Publish dateSunday 25 October 2020 - 13:17
Story Code : 221355
Atta Noor asks India to ‘engage with Taliban without giving them legitimacy’
As parties to the Afghan peace talks process in Doha stall over preliminary issues, Atta Mohammad Noor, CEO of Jamiat Party and former governor of Balkh province has called on New Delhi to help by playing a more proactive role in the dialogue and hold talks with the Taliban.

Noor, who is currently in India, is the fourth prominent Afghan leader to visit India in the past few weeks to discuss the peace talks process – after visits by Abdullah Abdullah, chairman of the High Council for National Reconciliation; former Afghan vice-president Marshal Abdul Rashid Dostum and Gulbuddin Hekmatyar, an Afghan politician and former Mujahideen Leader.
In an interview with ThePrint in Delhi this past week, Noor, who picked up a weapon in 2016 to save the lives of Indian diplomats during an attack on their consulate in Balkh province, said he was there to try to garner India’s support. 
“The situation in Afghanistan is currently quite complicated. That’s the reason I am here in India. I really hope that India will be more proactive because India has got power, it has got leverage, and it has got influence in the region,” Noor said.
“If India does not do that, then this will give more ground to the Pakistanis. As the Americans are leaving, the Pakistanis are finding more space in Afghanistan,” Noor said.

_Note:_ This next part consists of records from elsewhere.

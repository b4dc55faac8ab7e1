use crate::error::AppResult;
use crate::http::TargetUrl;

use super::{RunConfig, StopCondition};

pub(crate) fn test_config(
    raw_urls: &[&str],
    stop: StopCondition,
    keep_alive: bool,
) -> AppResult<RunConfig> {
    let mut urls = Vec::with_capacity(raw_urls.len());
    for raw in raw_urls {
        urls.push(TargetUrl::parse(raw)?);
    }
    Ok(RunConfig {
        urls,
        method: http::Method::GET,
        body: bytes::Bytes::new(),
        stop,
        keep_alive,
    })
}
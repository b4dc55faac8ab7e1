use thiserror::Error;

use super::{ConfigError, HttpError};

#[derive(Debug, Error)]
pub enum AppError {
    #[error("I/O error: {source}")]
    Io {
        #[from]
        source: std::io::Error,
    },
    #[error("CLI error: {source}")]
    Clap {
        #[from]
        source: clap::Error,
    },
    #[error("Join error: {source}")]
    Join {
        #[from]
        source: tokio::task::JoinError,
    },
    #[error("Configuration error: {0}")]
    Config(#[from] ConfigError),
    #[error("HTTP error: {0}")]
    Http(#[from] HttpError),
    #[cfg(test)]
    #[error("Test expectation failed: {0}")]
    TestExpectation(String),
}

pub type AppResult<T> = Result<T, AppError>;

impl AppError {
    pub fn config<E>(error: E) -> Self
    where
        E: Into<ConfigError>,
    {
        error.into().into()
    }

    pub fn http<E>(error: E) -> Self
    where
        E: Into<HttpError>,
    {
        error.into().into()
    }

    #[cfg(test)]
    pub(crate) fn expectation<M>(message: M) -> Self
    where
        M: Into<String>,
    {
        AppError::TestExpectation(message.into())
    }
}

Until now, however, India’s policy has been that it will not engage with the Taliban, as it continues to see the fundamentalist group as being aided by Pakistan.
Recounting his experience in Mazar-e-Sharif four years ago, Noor told ThePrint it had been a rainy winter day in January of 2016 when the consulate was attacked. 
Noor said he reached the site of the consulate attack in 12 minutes and “started shooting the Taliban and other terrorists from Kashmir with my M4 sniper rifle”.
“I put my life at risk but I had to protect the diplomats and Indian friends. I felt we should give it back in return of what India did for us when we faced difficulties. There were some insurgents who had come from Kashmir as well. I reached there in 12 minutes, took up my arms and left for the consulate to defend it,” he added. 
“I was the governor at that time and more than 10,000 soldiers were under my control. But I deemed it my personal responsibility to defend my brothers who were stuck there,” he said.
According to him, insurgents tried to enter the consulate but were held off from doing so by security forces but managed to gain entry into a building nearby where they started shooting. 
The siege lasted 24 hours, with consulate staff having had to take refuge in safe rooms throughout the attack. 
“I started shooting with my people and continued shooting till the morning so that they cannot attack back. I am sure it was me who killed the first person and finally gunned all of them down. With their blood, they wrote Kashmir and Afzal on the wall,” he said.

Noor also got helicopters to bring in reinforcement soldiers and said he managed to guide the pilots as well.
As External Affairs Minister S. Jaishankar said in a tweet after their meeting earlier this week, Noor is regarded as a “long-standing friend of India”.
But Noor has pointed out that he is concerned Afghanistan might return to what it was during the Taliban’s regime and said India has the capability to become a “facilitator” of the peace talks and join other countries who are playing the same role.
“The peace talks going on in Qatar have not yielded any results yet. And the Taliban are being more aggressive. It seems they are being supported by others … India is a big and strong country and should be one of the facilitators (in the peace talks),” he said.
Otherwise, he said, there may come a situation where some of the Taliban leaders come to power and become part of the government while others continue to wage attacks, ThePrint reported.
“If that happens, we will get back to what happened in 1996. The situation can be worse than that,” he added. Being an important stakeholder in the development process there, India cannot afford to let that happen, he said. “I really hope India can be more proactive. India has more nationalist and strategic friends in Afghanistan.”
Noor also pointed out that the current peace talks can throw up very different results, each with consequences for India.
“There can be two situations arising out of the current peace talks. Either it will conclude and there will be a new government or the peace talks will fail and the fighting will continue. If the new government comes in, India will have its strategic partners in the new government, as always, by defusing all the plots hatched by other countries,” he said.
“Both countries are fighting terrorism … We do not want to drag the feet of India in a prolonged war. But India should engage with the Taliban … I want India to engage with the Taliban but not give them legitimacy.”
He said China is playing its role in the peace talks “aggressively” and so are the Russians and the Iranians.
Noor asked Jaishankar Wednesday to begin negotiations with the Taliban, something that the Afghan government has also reportedly been asking New Delhi to do but he said if the talks fail, the insurgents will have an “upper hand” and this will give more leeway to Pakistan.
“At that time, we would need to stand by the Afghan government … We will have a united resistance against the Taliban if the situation becomes so,” Noor said.